(DATA FOR ANALYSIS)

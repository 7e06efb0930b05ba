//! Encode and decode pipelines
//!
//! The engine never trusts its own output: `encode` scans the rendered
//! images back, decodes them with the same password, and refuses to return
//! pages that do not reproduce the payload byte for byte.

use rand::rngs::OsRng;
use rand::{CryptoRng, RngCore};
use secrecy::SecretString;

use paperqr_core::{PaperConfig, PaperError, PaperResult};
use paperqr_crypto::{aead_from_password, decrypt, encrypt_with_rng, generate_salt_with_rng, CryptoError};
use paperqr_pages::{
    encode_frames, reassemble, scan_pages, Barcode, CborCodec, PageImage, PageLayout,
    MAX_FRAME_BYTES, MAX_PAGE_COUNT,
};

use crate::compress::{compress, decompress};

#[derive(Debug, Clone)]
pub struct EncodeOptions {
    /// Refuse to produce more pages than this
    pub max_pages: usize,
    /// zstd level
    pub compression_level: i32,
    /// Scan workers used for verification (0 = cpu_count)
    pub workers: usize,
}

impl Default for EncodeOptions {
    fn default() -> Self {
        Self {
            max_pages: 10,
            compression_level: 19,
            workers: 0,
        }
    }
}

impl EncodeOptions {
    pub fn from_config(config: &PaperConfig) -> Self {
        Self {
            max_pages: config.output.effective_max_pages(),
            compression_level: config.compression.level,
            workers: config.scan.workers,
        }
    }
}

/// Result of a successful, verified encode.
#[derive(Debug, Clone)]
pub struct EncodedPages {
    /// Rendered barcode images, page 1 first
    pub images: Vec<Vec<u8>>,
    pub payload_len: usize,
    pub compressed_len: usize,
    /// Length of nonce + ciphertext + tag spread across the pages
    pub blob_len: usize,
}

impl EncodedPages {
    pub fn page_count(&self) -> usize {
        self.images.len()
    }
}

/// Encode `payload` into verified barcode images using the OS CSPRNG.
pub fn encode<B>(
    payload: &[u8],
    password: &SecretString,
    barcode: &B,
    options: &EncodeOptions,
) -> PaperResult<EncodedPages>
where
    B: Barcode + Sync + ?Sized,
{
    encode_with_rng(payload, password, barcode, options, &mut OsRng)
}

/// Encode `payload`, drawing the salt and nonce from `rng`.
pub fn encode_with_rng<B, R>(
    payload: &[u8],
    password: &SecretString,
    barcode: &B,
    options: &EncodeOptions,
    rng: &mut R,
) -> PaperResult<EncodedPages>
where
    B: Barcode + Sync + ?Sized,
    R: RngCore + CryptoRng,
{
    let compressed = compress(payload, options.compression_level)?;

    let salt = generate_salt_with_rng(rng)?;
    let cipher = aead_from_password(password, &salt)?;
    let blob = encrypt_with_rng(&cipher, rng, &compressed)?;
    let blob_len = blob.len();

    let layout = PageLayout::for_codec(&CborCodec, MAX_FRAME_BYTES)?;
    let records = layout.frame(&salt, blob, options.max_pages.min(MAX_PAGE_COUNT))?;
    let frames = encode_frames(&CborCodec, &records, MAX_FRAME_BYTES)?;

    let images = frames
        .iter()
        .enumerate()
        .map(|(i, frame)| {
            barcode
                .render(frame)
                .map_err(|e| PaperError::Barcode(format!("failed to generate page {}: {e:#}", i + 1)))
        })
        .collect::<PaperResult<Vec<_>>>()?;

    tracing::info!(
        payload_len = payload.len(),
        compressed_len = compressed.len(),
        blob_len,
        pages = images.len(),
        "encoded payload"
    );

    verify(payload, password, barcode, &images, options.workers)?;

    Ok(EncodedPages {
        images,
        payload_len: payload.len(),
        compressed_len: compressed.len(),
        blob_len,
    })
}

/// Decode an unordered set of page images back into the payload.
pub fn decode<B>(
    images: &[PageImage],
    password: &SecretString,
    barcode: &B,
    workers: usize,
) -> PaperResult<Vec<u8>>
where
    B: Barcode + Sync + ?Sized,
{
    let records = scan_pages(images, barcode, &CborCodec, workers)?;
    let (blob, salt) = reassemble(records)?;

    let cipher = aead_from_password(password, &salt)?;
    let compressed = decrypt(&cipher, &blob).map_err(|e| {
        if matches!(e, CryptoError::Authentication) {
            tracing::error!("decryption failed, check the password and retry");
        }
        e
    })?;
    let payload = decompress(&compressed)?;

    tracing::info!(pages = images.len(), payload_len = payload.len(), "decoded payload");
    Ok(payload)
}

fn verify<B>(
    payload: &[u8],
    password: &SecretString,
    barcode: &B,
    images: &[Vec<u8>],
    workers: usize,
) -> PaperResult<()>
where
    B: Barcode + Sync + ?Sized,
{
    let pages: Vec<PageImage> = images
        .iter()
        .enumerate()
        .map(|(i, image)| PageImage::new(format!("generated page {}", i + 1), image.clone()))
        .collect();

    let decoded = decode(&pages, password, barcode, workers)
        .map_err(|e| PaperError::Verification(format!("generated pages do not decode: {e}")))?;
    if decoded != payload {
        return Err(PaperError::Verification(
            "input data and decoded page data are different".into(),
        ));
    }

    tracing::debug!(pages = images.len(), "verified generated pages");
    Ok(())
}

(End DATA FOR ANALYSIS)

EXERCISE DETAILS » The answer should consist of every entry, repeated word for word.

SOLVED EXERCISE »
repository 7e06efb0930b05ba
//! Encode and decode pipelines
//!
//! The engine never trusts its own output: `encode` scans the rendered
//! images back, decodes them with the same password, and refuses to return
//! pages that do not reproduce the payload byte for byte.

use rand::rngs::OsRng;
use rand::{CryptoRng, RngCore};
use secrecy::SecretString;

use paperqr_core::{PaperConfig, PaperError, PaperResult};
use paperqr_crypto::{aead_from_password, decrypt, encrypt_with_rng, generate_salt_with_rng, CryptoError};
use paperqr_pages::{
    encode_frames, reassemble, scan_pages, Barcode, CborCodec, PageImage, PageLayout,
    MAX_FRAME_BYTES, MAX_PAGE_COUNT,
};

use crate::compress::{compress, decompress};

#[derive(Debug, Clone)]
pub struct EncodeOptions {
    /// Refuse to produce more pages than this
    pub max_pages: usize,
    /// zstd level
    pub compression_level: i32,
    /// Scan workers used for verification (0 = cpu_count)
    pub workers: usize,
}

impl Default for EncodeOptions {
    fn default() -> Self {
        Self {
            max_pages: 10,
            compression_level: 19,
            workers: 0,
        }
    }
}

impl EncodeOptions {
    pub fn from_config(config: &PaperConfig) -> Self {
        Self {
            max_pages: config.output.effective_max_pages(),
            compression_level: config.compression.level,
            workers: config.scan.workers,
        }
    }
}

/// Result of a successful, verified encode.
#[derive(Debug, Clone)]
pub struct EncodedPages {
    /// Rendered barcode images, page 1 first
    pub images: Vec<Vec<u8>>,
    pub payload_len: usize,
    pub compressed_len: usize,
    /// Length of nonce + ciphertext + tag spread across the pages
    pub blob_len: usize,
}

impl EncodedPages {
    pub fn page_count(&self) -> usize {
        self.images.len()
    }
}

/// Encode `payload` into verified barcode images using the OS CSPRNG.
pub fn encode<B>(
    payload: &[u8],
    password: &SecretString,
    barcode: &B,
    options: &EncodeOptions,
) -> PaperResult<EncodedPages>
where
    B: Barcode + Sync + ?Sized,
{
    encode_with_rng(payload, password, barcode, options, &mut OsRng)
}

/// Encode `payload`, drawing the salt and nonce from `rng`.
pub fn encode_with_rng<B, R>(
    payload: &[u8],
    password: &SecretString,
    barcode: &B,
    options: &EncodeOptions,
    rng: &mut R,
) -> PaperResult<EncodedPages>
where
    B: Barcode + Sync + ?Sized,
    R: RngCore + CryptoRng,
{
    let compressed = compress(payload, options.compression_level)?;

    let salt = generate_salt_with_rng(rng)?;
    let cipher = aead_from_password(password, &salt)?;
    let blob = encrypt_with_rng(&cipher, rng, &compressed)?;
    let blob_len = blob.len();

    let layout = PageLayout::for_codec(&CborCodec, MAX_FRAME_BYTES)?;
    let records = layout.frame(&salt, blob, options.max_pages.min(MAX_PAGE_COUNT))?;
    let frames = encode_frames(&CborCodec, &records, MAX_FRAME_BYTES)?;

    let images = frames
        .iter()
        .enumerate()
        .map(|(i, frame)| {
            barcode
                .render(frame)
                .map_err(|e| PaperError::Barcode(format!("failed to generate page {}: {e:#}", i + 1)))
        })
        .collect::<PaperResult<Vec<_>>>()?;

    tracing::info!(
        payload_len = payload.len(),
        compressed_len = compressed.len(),
        blob_len,
        pages = images.len(),
        "encoded payload"
    );

    verify(payload, password, barcode, &images, options.workers)?;

    Ok(EncodedPages {
        images,
        payload_len: payload.len(),
        compressed_len: compressed.len(),
        blob_len,
    })
}

/// Decode an unordered set of page images back into the payload.
pub fn decode<B>(
    images: &[PageImage],
    password: &SecretString,
    barcode: &B,
    workers: usize,
) -> PaperResult<Vec<u8>>
where
    B: Barcode + Sync + ?Sized,
{
    let records = scan_pages(images, barcode, &CborCodec, workers)?;
    let (blob, salt) = reassemble(records)?;

    let cipher = aead_from_password(password, &salt)?;
    let compressed = decrypt(&cipher, &blob).map_err(|e| {
        if matches!(e, CryptoError::Authentication) {
            tracing::error!("decryption failed, check the password and retry");
        }
        e
    })?;
    let payload = decompress(&compressed)?;

    tracing::info!(pages = images.len(), payload_len = payload.len(), "decoded payload");
    Ok(payload)
}

fn verify<B>(
    payload: &[u8],
    password: &SecretString,
    barcode: &B,
    images: &[Vec<u8>],
    workers: usize,
) -> PaperResult<()>
where
    B: Barcode + Sync + ?Sized,
{
    let pages: Vec<PageImage> = images
        .iter()
        .enumerate()
        .map(|(i, image)| PageImage::new(format!("generated page {}", i + 1), image.clone()))
        .collect();

    let decoded = decode(&pages, password, barcode, workers)
        .map_err(|e| PaperError::Verification(format!("generated pages do not decode: {e}")))?;
    if decoded != payload {
        return Err(PaperError::Verification(
            "input data and decoded page data are different".into(),
        ));
    }

    tracing::debug!(pages = images.len(), "verified generated pages");
    Ok(())
}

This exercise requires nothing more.